> How to complete this task
From the entries below, please output exactly the lines starting at the one containing "use rusqlite::Connection;" and ending at the one containing "on_progress(i + 1, total);", both included.

> Collected data entries

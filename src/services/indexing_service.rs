use std::path::{Path, PathBuf};

use rayon::prelude::*;
use rusqlite::Connection;

use crate::config::{FailurePolicy, IndexingOptions};
use crate::data::repository;
use crate::error::AppError;
use crate::models::index_summary::{FailedImage, IndexSummary};
use crate::models::record::ExtractedLine;
use crate::services::ocr_service::{self, OcrEngine};

/// Lists the accepted images directly inside `directory`, sorted by file name.
pub fn find_images(directory: &Path, options: &IndexingOptions) -> Result<Vec<PathBuf>, AppError> {
    if !std::fs::metadata(directory)?.is_dir() {
        return Err(AppError::General(format!(
            "not a directory: {}",
            directory.display()
        )));
    }

    let mut images = Vec::new();

    for entry in walkdir::WalkDir::new(directory)
        .min_depth(1)
        .max_depth(1)
        .sort_by_file_name()
    {
        let entry = entry?;
        let name = entry.file_name().to_string_lossy();
        if !ocr_service::is_accepted_image(&name, options.match_mode) {
            continue;
        }
        if !entry.path().is_file() {
            tracing::debug!(path = %entry.path().display(), "skipping non-file entry");
            continue;
        }
        images.push(entry.into_path());
    }

    Ok(images)
}

fn extract_all(
    engine: &dyn OcrEngine,
    images: &[PathBuf],
    options: &IndexingOptions,
    on_progress: &(dyn Fn(usize, usize) + Sync),
) -> Result<Vec<(PathBuf, Result<Vec<ExtractedLine>, AppError>)>, AppError> {
    let total = images.len();

    if options.jobs <= 1 {
        let mut results = Vec::with_capacity(total);
        for (i, path) in images.iter().enumerate() {
            let result = ocr_service::extract(engine, path, options.skip_blank_lines);
            let failed = result.is_err();
            results.push((path.clone(), result));
            on_progress(i + 1, total);
            if failed && options.failure_policy == FailurePolicy::Abort {
                break;
            }
        }
        return Ok(results);
    }

    let pool = rayon::ThreadPoolBuilder::new()
        .num_threads(options.jobs)
        .build()
        .map_err(|e| AppError::General(format!("failed to start OCR workers: {e}")))?;

    let done = std::sync::atomic::AtomicUsize::new(0);
    let results = pool.install(|| {
        images
            .par_iter()
            .map(|path| {
                let result = ocr_service::extract(engine, path, options.skip_blank_lines);
                let n = done.fetch_add(1, std::sync::atomic::Ordering::Relaxed) + 1;
                on_progress(n, total);
                (path.clone(), result)
            })
            .collect::<Vec<_>>()
    });

    Ok(results)
}

/// Rebuilds the whole index from the images in `directory`.
///
/// All OCR runs before the store is touched. The store is then replaced in
/// a single transaction, so under [`FailurePolicy::Abort`] a failing image
/// leaves the previous index exactly as it was.
pub fn reindex<F>(
    conn: &mut Connection,
    engine: &dyn OcrEngine,
    directory: &Path,
    options: &IndexingOptions,
    on_progress: F,
) -> Result<IndexSummary, AppError>
where
    F: Fn(usize, usize) + Sync,
{
    let images = find_images(directory, options)?;
    let mut summary = IndexSummary {
        screenshot_dir: directory.to_string_lossy().into_owned(),
        images_found: images.len(),
        ..Default::default()
    };
    tracing::info!(dir = %directory.display(), images = images.len(), "indexing screenshots");

    on_progress(0, images.len());
    let results = extract_all(engine, &images, options, &on_progress)?;

    let mut lines = Vec::new();
    for (path, result) in results {
        match result {
            Ok(extracted) => {
                tracing::debug!(path = %path.display(), lines = extracted.len(), "extracted text");
                summary.images_indexed += 1;
                lines.extend(extracted);
            }
            Err(e) if options.failure_policy == FailurePolicy::Abort => {
                tracing::error!(path = %path.display(), error = %e, "OCR failed, aborting reindex");
                return Err(e);
            }
            Err(e) => {
                tracing::warn!(path = %path.display(), error = %e, "OCR failed, skipping image");
                summary.failures.push(FailedImage {
                    path: path.to_string_lossy().into_owned(),
                    error: e,
                });
            }
        }
    }

    repository::replace_all_records(conn, &lines)?;
    summary.records_written = repository::count_records(conn)?;
    tracing::info!(
        images = summary.images_indexed,
        records = summary.records_written,
        failures = summary.failures.len(),
        "index rebuilt"
    );
    Ok(summary)
}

> Solution for this task
use rusqlite::Connection;

use crate::config::{FailurePolicy, IndexingOptions};
use crate::data::repository;
use crate::error::AppError;
use crate::models::index_summary::{FailedImage, IndexSummary};
use crate::models::record::ExtractedLine;
use crate::services::ocr_service::{self, OcrEngine};

/// Lists the accepted images directly inside `directory`, sorted by file name.
pub fn find_images(directory: &Path, options: &IndexingOptions) -> Result<Vec<PathBuf>, AppError> {
    if !std::fs::metadata(directory)?.is_dir() {
        return Err(AppError::General(format!(
            "not a directory: {}",
            directory.display()
        )));
    }

    let mut images = Vec::new();

    for entry in walkdir::WalkDir::new(directory)
        .min_depth(1)
        .max_depth(1)
        .sort_by_file_name()
    {
        let entry = entry?;
        let name = entry.file_name().to_string_lossy();
        if !ocr_service::is_accepted_image(&name, options.match_mode) {
            continue;
        }
        if !entry.path().is_file() {
            tracing::debug!(path = %entry.path().display(), "skipping non-file entry");
            continue;
        }
        images.push(entry.into_path());
    }

    Ok(images)
}

fn extract_all(
    engine: &dyn OcrEngine,
    images: &[PathBuf],
    options: &IndexingOptions,
    on_progress: &(dyn Fn(usize, usize) + Sync),
) -> Result<Vec<(PathBuf, Result<Vec<ExtractedLine>, AppError>)>, AppError> {
    let total = images.len();

    if options.jobs <= 1 {
        let mut results = Vec::with_capacity(total);
        for (i, path) in images.iter().enumerate() {
            let result = ocr_service::extract(engine, path, options.skip_blank_lines);
            let failed = result.is_err();
            results.push((path.clone(), result));
            on_progress(i + 1, total);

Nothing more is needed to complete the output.